Requirement
What this exercise calls for is an exact copy of the data.

BEGIN Data extract

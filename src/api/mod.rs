//! REST API for estimate results.
//!
//! Provides three endpoints:
//! - `GET /summary`: configuration and self-consumption report
//! - `GET /rows`: joined hourly rows with optional range filtering
//! - `POST /estimate`: runs the pipeline on posted inputs

mod handlers;
mod types;

use std::net::SocketAddr;
use std::sync::Arc;

use axum::Router;
use axum::routing::{get, post};
use tracing::info;

use crate::config::PipelineConfig;
use crate::pipeline::Estimate;

pub use types::{ErrorResponse, EstimateRequest, EstimateResponse, RowRecord, SummaryResponse};

/// Immutable application state shared across all request handlers.
///
/// Constructed once after the CLI run completes and wrapped in `Arc`.
/// On-demand estimates never touch it beyond reading the configuration.
pub struct AppState {
    /// Configuration used for the served run and as base for requests.
    pub config: PipelineConfig,
    /// Result of the served run.
    pub estimate: Estimate,
}

/// Builds the axum router with all API routes.
pub fn router(state: Arc<AppState>) -> Router {
    Router::new()
        .route("/summary", get(handlers::get_summary))
        .route("/rows", get(handlers::get_rows))
        .route("/estimate", post(handlers::post_estimate))
        .with_state(state)
}

/// Binds to the given address and serves the API.
///
/// # Errors
///
/// Returns an `io::Error` if the listener cannot bind or the server fails.
pub async fn serve(state: Arc<AppState>, addr: SocketAddr) -> std::io::Result<()> {
    let app = router(state);
    let listener = tokio::net::TcpListener::bind(addr).await?;
    info!("API server listening on http://{addr}");
    axum::serve(listener, app).await
}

END Data extract

Task output
filename src/api/mod.rs
//! REST API for estimate results.
//!
//! Provides three endpoints:
//! - `GET /summary`: configuration and self-consumption report
//! - `GET /rows`: joined hourly rows with optional range filtering
//! - `POST /estimate`: runs the pipeline on posted inputs

mod handlers;
mod types;

use std::net::SocketAddr;
use std::sync::Arc;

use axum::Router;
use axum::routing::{get, post};
use tracing::info;

use crate::config::PipelineConfig;
use crate::pipeline::Estimate;

pub use types::{ErrorResponse, EstimateRequest, EstimateResponse, RowRecord, SummaryResponse};

/// Immutable application state shared across all request handlers.
///
/// Constructed once after the CLI run completes and wrapped in `Arc`.
/// On-demand estimates never touch it beyond reading the configuration.
pub struct AppState {
    /// Configuration used for the served run and as base for requests.
    pub config: PipelineConfig,
    /// Result of the served run.
    pub estimate: Estimate,
}

/// Builds the axum router with all API routes.
pub fn router(state: Arc<AppState>) -> Router {
    Router::new()
        .route("/summary", get(handlers::get_summary))
        .route("/rows", get(handlers::get_rows))
        .route("/estimate", post(handlers::post_estimate))
        .with_state(state)
}

/// Binds to the given address and serves the API.
///
/// # Errors
///
/// Returns an `io::Error` if the listener cannot bind or the server fails.
pub async fn serve(state: Arc<AppState>, addr: SocketAddr) -> std::io::Result<()> {
    let app = router(state);
    let listener = tokio::net::TcpListener::bind(addr).await?;
    info!("API server listening on http://{addr}");
    axum::serve(listener, app).await
}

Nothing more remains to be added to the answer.